§ **WHAT YOU HAVE TO DO**
Take the records below and retype them line by line, from the first line through the one containing "use super::events::GameEvent;"; stop there.
□ □ □
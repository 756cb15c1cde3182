//! Timed conditions: stacking rules and the once-per-turn tick.

use std::collections::BTreeMap;

use crate::content::OnHitCondition;
use crate::state::GameState;
use crate::types::{ActiveCondition, ConditionKind};

use super::events::GameEvent;

#[derive(Clone, Copy, Debug, PartialEq, Eq)]
pub(super) struct ConditionEffect {
    pub(super) kind: ConditionKind,
    pub(super) hp_delta: i32,
    pub(super) ended: bool,
}

/// Re-applying keeps the longer duration and the stronger intensity. Returns true if new.
pub(super) fn inflict(
    conditions: &mut BTreeMap<ConditionKind, ActiveCondition>,
    condition: OnHitCondition,
) -> bool {
    match conditions.get_mut(&condition.kind) {
        Some(active) => {
            active.remaining_turns = active.remaining_turns.max(condition.turns);
            active.intensity = active.intensity.max(condition.intensity);
            false
        }
        None => {
            conditions.insert(
                condition.kind,
                ActiveCondition {
                    remaining_turns: condition.turns,
                    intensity: condition.intensity,
                },
            );
            true
        }
    }
}

/// One turn of every condition: report its hp effect, count it down, drop it at zero.
pub(super) fn tick(
    conditions: &mut BTreeMap<ConditionKind, ActiveCondition>,
) -> Vec<ConditionEffect> {
    let mut effects = Vec::with_capacity(conditions.len());
    for (&kind, active) in conditions.iter_mut() {
        active.remaining_turns = active.remaining_turns.saturating_sub(1);
        effects.push(ConditionEffect {
            kind,
            hp_delta: kind.hp_delta(active.intensity),
            ended: active.remaining_turns == 0,
        });
    }
    conditions.retain(|_, active| active.remaining_turns > 0);
    effects
}

pub(super) fn tick_player(state: &mut GameState) {
    for effect in tick(&mut state.player.conditions) {
        let player = &mut state.player;
        if effect.hp_delta < 0 {
            player.hp += effect.hp_delta;
            let damage = -effect.hp_delta;
            state.push_log(GameEvent::ConditionDamage { kind: effect.kind, damage }.to_string());
        } else if effect.hp_delta > 0 {
            let before = player.hp;
            player.hp = (player.hp + effect.hp_delta).min(player.max_hp);
            let amount = player.hp - before;
            if amount > 0 {
                state.push_log(GameEvent::ConditionHealing { amount }.to_string());
            }
        }
        if effect.ended {
            state.push_log(GameEvent::ConditionEnded { kind: effect.kind }.to_string());
        }
    }
}
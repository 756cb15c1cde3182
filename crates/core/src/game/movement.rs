//! Player movement: stepping, bumping into creatures, and taking the stairs.

use crate::geometry::MoveDirection;
use crate::state::GameState;
use crate::types::Terrain;
use crate::visibility::apply_visibility;

use super::turn::{begin_turn, end_turn, player_attacks};
use super::{Rejection, items, level};

/// Moving into a creature attacks it and leaves the player in place; walls and the map edge
/// reject the move outright and consume no turn.
pub(super) fn move_player(
    state: &mut GameState,
    direction: MoveDirection,
) -> Result<(), Rejection> {
    if state.status.is_terminal() {
        return Err(Rejection::NotPlaying);
    }
    let map = state.current_map.as_ref().ok_or(Rejection::NoMap)?;
    let origin = state.player.position;
    let target = origin.step(direction).ok_or(Rejection::OutOfBounds(origin))?;
    if !map.in_bounds(target) {
        return Err(Rejection::OutOfBounds(target));
    }
    if !map.is_passable(target) {
        return Err(Rejection::Blocked(target));
    }
    let foe = map.creature_at(target).cloned();
    let on_stairs = map.terrain_at(target) == Terrain::Stairs;

    begin_turn(state);
    if let Some(id) = foe {
        player_attacks(state, &id);
        end_turn(state, Some(&id), false);
        return Ok(());
    }

    state.player.position = target;
    state.move_direction = direction;
    items::pick_up(state, target);
    let level_changed = if on_stairs { level::descend(state)? } else { false };
    if !level_changed {
        let radius = state.config.sight_radius;
        if let Some(map) = state.current_map.as_mut() {
            apply_visibility(map, target, radius);
        }
    }
    end_turn(state, None, level_changed);
    Ok(())
}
□ □ □
§ **FINISHED TASK**
repository 756cb15c1cde3182
//! Timed conditions: stacking rules and the once-per-turn tick.

use std::collections::BTreeMap;

use crate::content::OnHitCondition;
use crate::state::GameState;
use crate::types::{ActiveCondition, ConditionKind};

use super::events::GameEvent;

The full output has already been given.